» WHAT TO DO
Repeat the data below with no changes.

» MATERIAL PROVIDED
//! JSON-RPC error objects sent to the page.
//!
//! Every failure that crosses the wire is normalized into [`RpcError`] first,
//! so the page always sees `{ code?, message, data? }`.

use std::borrow::Cow;
use std::fmt;

use serde::{Deserialize, Serialize};
use serde_json::Value;

/// Message used for every user-declined outcome.
pub const REJECTED_MESSAGE: &str = "JSONRPC_REQUEST_METHOD_REJECTED";

/// A JSON-RPC error payload.
#[derive(Clone, Debug, PartialEq, Eq, Serialize, Deserialize)]
pub struct RpcError {
    #[serde(default, skip_serializing_if = "Option::is_none")]
    pub code: Option<i64>,
    pub message: Cow<'static, str>,
    #[serde(default, skip_serializing_if = "Option::is_none")]
    pub data: Option<Value>,
}

impl RpcError {
    pub const fn new(code: ErrorCode) -> Self {
        Self {
            code: Some(code.code()),
            message: Cow::Borrowed(code.message()),
            data: None,
        }
    }

    /// The user declined, dismissed, or let the prompt time out.
    ///
    /// Carries no code: the page contract is the message alone.
    pub const fn rejected() -> Self {
        Self {
            code: None,
            message: Cow::Borrowed(REJECTED_MESSAGE),
            data: None,
        }
    }

    pub const fn method_not_supported() -> Self {
        Self::new(ErrorCode::MethodNotSupported)
    }

    pub const fn unauthorized() -> Self {
        Self::new(ErrorCode::Unauthorized)
    }

    pub const fn chain_not_recognized() -> Self {
        Self::new(ErrorCode::ChainNotRecognized)
    }

    pub fn invalid_params<M: Into<String>>(message: M) -> Self {
        Self::with_message(ErrorCode::InvalidParams, message)
    }

    pub fn internal_error<M: Into<String>>(message: M) -> Self {
        Self::with_message(ErrorCode::InternalError, message)
    }

    pub fn with_message<M: Into<String>>(code: ErrorCode, message: M) -> Self {
        Self {
            code: Some(code.code()),
            message: Cow::Owned(message.into()),
            data: None,
        }
    }

    pub fn with_data(mut self, data: Value) -> Self {
        self.data = Some(data);
        self
    }

    /// Coerce an arbitrary error value into `{ code, message }`.
    ///
    /// - an object with a string `message` keeps its `code` (or gets the
    ///   internal code) and any `data`
    /// - a bare string becomes the message of an internal error
    /// - anything else becomes an internal error carrying the value as `data`
    pub fn normalize(value: Value) -> Self {
        match value {
            Value::Object(mut map) => match map.remove("message") {
                Some(Value::String(message)) => Self {
                    code: Some(
                        map.get("code")
                            .and_then(Value::as_i64)
                            .unwrap_or(ErrorCode::InternalError.code()),
                    ),
                    message: Cow::Owned(message),
                    data: map.remove("data"),
                },
                Some(other) => {
                    map.insert("message".to_string(), other);
                    Self::new(ErrorCode::InternalError).with_data(Value::Object(map))
                }
                None => Self::new(ErrorCode::InternalError).with_data(Value::Object(map)),
            },
            Value::String(message) => Self::internal_error(message),
            Value::Null => Self::new(ErrorCode::InternalError),
            other => Self::new(ErrorCode::InternalError).with_data(other),
        }
    }
}

impl fmt::Display for RpcError {
    fn fmt(&self, f: &mut fmt::Formatter<'_>) -> fmt::Result {
        match self.code {
            Some(code) => write!(f, "{} ({})", self.message, code),
            None => f.write_str(&self.message),
        }
    }
}

impl std::error::Error for RpcError {}

/// Error codes the bridge emits.
#[derive(Clone, Copy, Debug, PartialEq, Eq)]
pub enum ErrorCode {
    ParseError,
    InvalidRequest,
    MethodNotSupported,
    InvalidParams,
    InternalError,
    /// EIP-1193: the origin has not been granted access.
    Unauthorized,
    /// EIP-3326: the chain is unknown to the wallet.
    ChainNotRecognized,
}

impl ErrorCode {
    pub const fn code(&self) -> i64 {
        match *self {
            Self::ParseError => -32700,
            Self::InvalidRequest => -32600,
            Self::MethodNotSupported => -32601,
            Self::InvalidParams => -32602,
            Self::InternalError => -32603,
            Self::Unauthorized => 4100,
            Self::ChainNotRecognized => 4902,
        }
    }

    pub const fn message(&self) -> &'static str {
        match *self {
            Self::ParseError => "JSONRPC_PARSE_ERROR",
            Self::InvalidRequest => "JSONRPC_INVALID_REQUEST",
            Self::MethodNotSupported => "JSONRPC_REQUEST_METHOD_NOT_SUPPORTED",
            Self::InvalidParams => "JSONRPC_INVALID_PARAMS",
            Self::InternalError => "JSONRPC_INTERNAL_ERROR",
            Self::Unauthorized => "JSONRPC_REQUEST_UNAUTHORIZED",
            Self::ChainNotRecognized => "JSONRPC_CHAIN_NOT_RECOGNIZED",
        }
    }
}

#[cfg(test)]
mod tests {
    use super::*;
    use serde_json::json;

    #[test]
    fn test_rejected_has_no_code() {
        let value = serde_json::to_value(RpcError::rejected()).unwrap();
        assert_eq!(value, json!({ "message": "JSONRPC_REQUEST_METHOD_REJECTED" }));
    }

    #[test]
    fn test_normalize_string() {
        let err = RpcError::normalize(json!("nonce too low"));
        assert_eq!(err.code, Some(-32603));
        assert_eq!(err.message, "nonce too low");
    }

    #[test]
    fn test_normalize_structured_keeps_code() {
        let err = RpcError::normalize(json!({ "code": 4001, "message": "denied", "data": [1] }));
        assert_eq!(err.code, Some(4001));
        assert_eq!(err.message, "denied");
        assert_eq!(err.data, Some(json!([1])));
    }

    #[test]
    fn test_normalize_unstructured() {
        let err = RpcError::normalize(json!({ "reason": "boom" }));
        assert_eq!(err.code, Some(-32603));
        assert_eq!(err.message, "JSONRPC_INTERNAL_ERROR");
        assert_eq!(err.data, Some(json!({ "reason": "boom" })));

        let err = RpcError::normalize(json!(42));
        assert_eq!(err.data, Some(json!(42)));
    }

    #[test]
    fn test_display() {
        assert_eq!(
            RpcError::unauthorized().to_string(),
            "JSONRPC_REQUEST_UNAUTHORIZED (4100)"
        );
        assert_eq!(RpcError::rejected().to_string(), REJECTED_MESSAGE);
    }
}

» SOLUTION TO THIS EXERCISE
//! JSON-RPC error objects sent to the page.
//!
//! Every failure that crosses the wire is normalized into [`RpcError`] first,
//! so the page always sees `{ code?, message, data? }`.

use std::borrow::Cow;
use std::fmt;

use serde::{Deserialize, Serialize};
use serde_json::Value;

/// Message used for every user-declined outcome.
pub const REJECTED_MESSAGE: &str = "JSONRPC_REQUEST_METHOD_REJECTED";

/// A JSON-RPC error payload.
#[derive(Clone, Debug, PartialEq, Eq, Serialize, Deserialize)]
pub struct RpcError {
    #[serde(default, skip_serializing_if = "Option::is_none")]
    pub code: Option<i64>,
    pub message: Cow<'static, str>,
    #[serde(default, skip_serializing_if = "Option::is_none")]
    pub data: Option<Value>,
}

impl RpcError {
    pub const fn new(code: ErrorCode) -> Self {
        Self {
            code: Some(code.code()),
            message: Cow::Borrowed(code.message()),
            data: None,
        }
    }

    /// The user declined, dismissed, or let the prompt time out.
    ///
    /// Carries no code: the page contract is the message alone.
    pub const fn rejected() -> Self {
        Self {
            code: None,
            message: Cow::Borrowed(REJECTED_MESSAGE),
            data: None,
        }
    }

    pub const fn method_not_supported() -> Self {
        Self::new(ErrorCode::MethodNotSupported)
    }

    pub const fn unauthorized() -> Self {
        Self::new(ErrorCode::Unauthorized)
    }

    pub const fn chain_not_recognized() -> Self {
        Self::new(ErrorCode::ChainNotRecognized)
    }

    pub fn invalid_params<M: Into<String>>(message: M) -> Self {
        Self::with_message(ErrorCode::InvalidParams, message)
    }

    pub fn internal_error<M: Into<String>>(message: M) -> Self {
        Self::with_message(ErrorCode::InternalError, message)
    }

    pub fn with_message<M: Into<String>>(code: ErrorCode, message: M) -> Self {
        Self {
            code: Some(code.code()),
            message: Cow::Owned(message.into()),
            data: None,
        }
    }

    pub fn with_data(mut self, data: Value) -> Self {
        self.data = Some(data);
        self
    }

    /// Coerce an arbitrary error value into `{ code, message }`.
    ///
    /// - an object with a string `message` keeps its `code` (or gets the
    ///   internal code) and any `data`
    /// - a bare string becomes the message of an internal error
    /// - anything else becomes an internal error carrying the value as `data`
    pub fn normalize(value: Value) -> Self {
        match value {
            Value::Object(mut map) => match map.remove("message") {
                Some(Value::String(message)) => Self {
                    code: Some(
                        map.get("code")
                            .and_then(Value::as_i64)
                            .unwrap_or(ErrorCode::InternalError.code()),
                    ),
                    message: Cow::Owned(message),
                    data: map.remove("data"),
                },
                Some(other) => {
                    map.insert("message".to_string(), other);
                    Self::new(ErrorCode::InternalError).with_data(Value::Object(map))
                }
                None => Self::new(ErrorCode::InternalError).with_data(Value::Object(map)),
            },
            Value::String(message) => Self::internal_error(message),
            Value::Null => Self::new(ErrorCode::InternalError),
            other => Self::new(ErrorCode::InternalError).with_data(other),
        }
    }
}

impl fmt::Display for RpcError {
    fn fmt(&self, f: &mut fmt::Formatter<'_>) -> fmt::Result {
        match self.code {
            Some(code) => write!(f, "{} ({})", self.message, code),
            None => f.write_str(&self.message),
        }
    }
}

impl std::error::Error for RpcError {}

/// Error codes the bridge emits.
#[derive(Clone, Copy, Debug, PartialEq, Eq)]
pub enum ErrorCode {
    ParseError,
    InvalidRequest,
    MethodNotSupported,
    InvalidParams,
    InternalError,
    /// EIP-1193: the origin has not been granted access.
    Unauthorized,
    /// EIP-3326: the chain is unknown to the wallet.
    ChainNotRecognized,
}

impl ErrorCode {
    pub const fn code(&self) -> i64 {
        match *self {
            Self::ParseError => -32700,
            Self::InvalidRequest => -32600,
            Self::MethodNotSupported => -32601,
            Self::InvalidParams => -32602,
            Self::InternalError => -32603,
            Self::Unauthorized => 4100,
            Self::ChainNotRecognized => 4902,
        }
    }

    pub const fn message(&self) -> &'static str {
        match *self {
            Self::ParseError => "JSONRPC_PARSE_ERROR",
            Self::InvalidRequest => "JSONRPC_INVALID_REQUEST",
            Self::MethodNotSupported => "JSONRPC_REQUEST_METHOD_NOT_SUPPORTED",
            Self::InvalidParams => "JSONRPC_INVALID_PARAMS",
            Self::InternalError => "JSONRPC_INTERNAL_ERROR",
            Self::Unauthorized => "JSONRPC_REQUEST_UNAUTHORIZED",
            Self::ChainNotRecognized => "JSONRPC_CHAIN_NOT_RECOGNIZED",
        }
    }
}

#[cfg(test)]
mod tests {
    use super::*;
    use serde_json::json;

    #[test]
    fn test_rejected_has_no_code() {
        let value = serde_json::to_value(RpcError::rejected()).unwrap();
        assert_eq!(value, json!({ "message": "JSONRPC_REQUEST_METHOD_REJECTED" }));
    }

    #[test]
    fn test_normalize_string() {
        let err = RpcError::normalize(json!("nonce too low"));
        assert_eq!(err.code, Some(-32603));
        assert_eq!(err.message, "nonce too low");
    }

    #[test]
    fn test_normalize_structured_keeps_code() {
        let err = RpcError::normalize(json!({ "code": 4001, "message": "denied", "data": [1] }));
        assert_eq!(err.code, Some(4001));
        assert_eq!(err.message, "denied");
        assert_eq!(err.data, Some(json!([1])));
    }

    #[test]
    fn test_normalize_unstructured() {
        let err = RpcError::normalize(json!({ "reason": "boom" }));
        assert_eq!(err.code, Some(-32603));
        assert_eq!(err.message, "JSONRPC_INTERNAL_ERROR");
        assert_eq!(err.data, Some(json!({ "reason": "boom" })));

        let err = RpcError::normalize(json!(42));
        assert_eq!(err.data, Some(json!(42)));
    }

    #[test]
    fn test_display() {
        assert_eq!(
            RpcError::unauthorized().to_string(),
            "JSONRPC_REQUEST_UNAUTHORIZED (4100)"
        );
        assert_eq!(RpcError::rejected().to_string(), REJECTED_MESSAGE);
    }
}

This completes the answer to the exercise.